Posted: Mar 7, 2013 12:06 PM by Caroline Flores - email@example.com
Updated: Mar 7, 2013 6:52 PM
CORPUS CHRISTI - The drought is making an old problem in Baffin Bay even worse. Dead fish have been a problem out there for years. Now even more fish are floating up and that has residents and scientists wondering what is going on out there.
When residents near Baffin Bay look out to the water they see floating dead fish. This has been an issue for years, and now researchers are finally getting a chance to do something about it.
"It's really time we just focus all our efforts on this and try to solve the problems down there," said Project Manager Jace Tunnell.
While researchers say there are many issues that plague Baffin Bay, and many more they hope their research uncovers, there is at least one that they can't do anything about.
"There has been a big drought out there and that can have an effect on the ecosystem," said Texas A&M Corpus Christi Marine Biology Assistant Professor Michael Wetz.
The drought is leaving so much salt in the water that it's killing these clams.
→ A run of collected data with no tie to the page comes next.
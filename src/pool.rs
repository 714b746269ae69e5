// src/pool.rs
//
// Fixed worker pool draining a FIFO task queue. A task names a connection
// slot (index + generation) and the readiness that caused it; the worker
// checks the connection out of the table, runs one processing step, parks
// it back and re-arms. Submission never blocks: backpressure is exerted
// upstream by the event loop's admission control, not here.

use std::collections::VecDeque;
use std::sync::{Arc, Condvar, Mutex};
use std::thread::{self, JoinHandle};

use crate::conn::Readiness;

/// One unit of connection-processing work. Owned by the queue until a
/// worker claims it.
#[derive(Debug, Clone, Copy)]
pub struct Task {
    pub slot: u32,
    pub generation: u32,
    pub reason: Readiness,
}

struct QueueInner {
    tasks: VecDeque<Task>,
    closed: bool,
}

/// Mutex-guarded FIFO with a "queue nonempty" condition variable. Each
/// submission wakes exactly one idle worker.
pub struct TaskQueue {
    inner: Mutex<QueueInner>,
    nonempty: Condvar,
}

impl TaskQueue {
    pub fn new() -> Self {
        Self {
            inner: Mutex::new(QueueInner {
                tasks: VecDeque::new(),
                closed: false,
            }),
            nonempty: Condvar::new(),
        }
    }

    pub fn submit(&self, task: Task) {
        let mut inner = self.inner.lock().unwrap();
        if inner.closed {
            return;
        }
        inner.tasks.push_back(task);
        self.nonempty.notify_one();
    }

    /// Block until a task is available. `None` means the queue is closed
    /// and drained; the worker exits.
    pub fn pop(&self) -> Option<Task> {
        let mut inner = self.inner.lock().unwrap();
        loop {
            if let Some(task) = inner.tasks.pop_front() {
                return Some(task);
            }
            if inner.closed {
                return None;
            }
            inner = self.nonempty.wait(inner).unwrap();
        }
    }

    /// Stop accepting work and wake every idle worker so the pool can
    /// drain and exit.
    pub fn close(&self) {
        self.inner.lock().unwrap().closed = true;
        self.nonempty.notify_all();
    }

    pub fn len(&self) -> usize {
        self.inner.lock().unwrap().tasks.len()
    }

    pub fn is_empty(&self) -> bool {
        self.len() == 0
    }
}

impl Default for TaskQueue {
    fn default() -> Self {
        Self::new()
    }
}

/// Seam between the pool and the engine that executes processing steps.
pub trait TaskHandler: Send + Sync + 'static {
    fn run_task(&self, task: Task);
}

/// Fixed set of long-lived worker threads, sized at startup and never
/// resized.
pub struct WorkerPool {
    handles: Vec<JoinHandle<()>>,
}

impl WorkerPool {
    pub fn spawn(
        count: usize,
        queue: Arc<TaskQueue>,
        handler: Arc<dyn TaskHandler>,
    ) -> std::io::Result<Self> {
        let core_ids = core_affinity::get_core_ids().unwrap_or_default();
        let mut handles = Vec::with_capacity(count);

        for i in 0..count {
            let queue = queue.clone();
            let handler = handler.clone();
            let core_id = if core_ids.is_empty() {
                None
            } else {
                Some(core_ids[i % core_ids.len()])
            };

            let handle = thread::Builder::new()
                .name(format!("ember-worker-{}", i))
                .spawn(move || {
                    if let Some(id) = core_id {
                        if core_affinity::set_for_current(id) {
                            tracing::debug!(worker = i, core = id.id, "worker pinned");
                        }
                    }
                    while let Some(task) = queue.pop() {
                        handler.run_task(task);
                    }
                    tracing::debug!(worker = i, "worker exiting");
                })?;
            handles.push(handle);
        }

        Ok(Self { handles })
    }

    pub fn join(self) {
        for handle in self.handles {
            let _ = handle.join();
        }
    }
}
All these dead clams are causing a new issue for the fish who eat them... starvation.
"We're cutting open these fish and they don't have anything in their belly. The meat is jelly like. That's when we said wow there is something else going on here that we need to look at," said Tunnell.
While researchers admit they can't do anything about the drought, they hope to find out what else is going in Baffin Bay and correct it. Dr.Wetz along with his research team, a group of volunteers will begin getting water samples by April. The water will then be tested at the TAMUCC lab and researchers hope they will have answers as to why so many animals are dying in Baffin Bay.
Dr. Wetz says it will probably be at least three years until they will have any answers as to what's causing all the fish kills.
Kleberg County gave the group $11,500 dollars for start up costs. This includes equipment, supplies, and fuel for the volunteers. TAMUCC, the Coastal Bend Bays and Estuaries Program, and the Coastal Conservation Association have all donated $37,000 to keep the project up and running for the three years needed to find answers.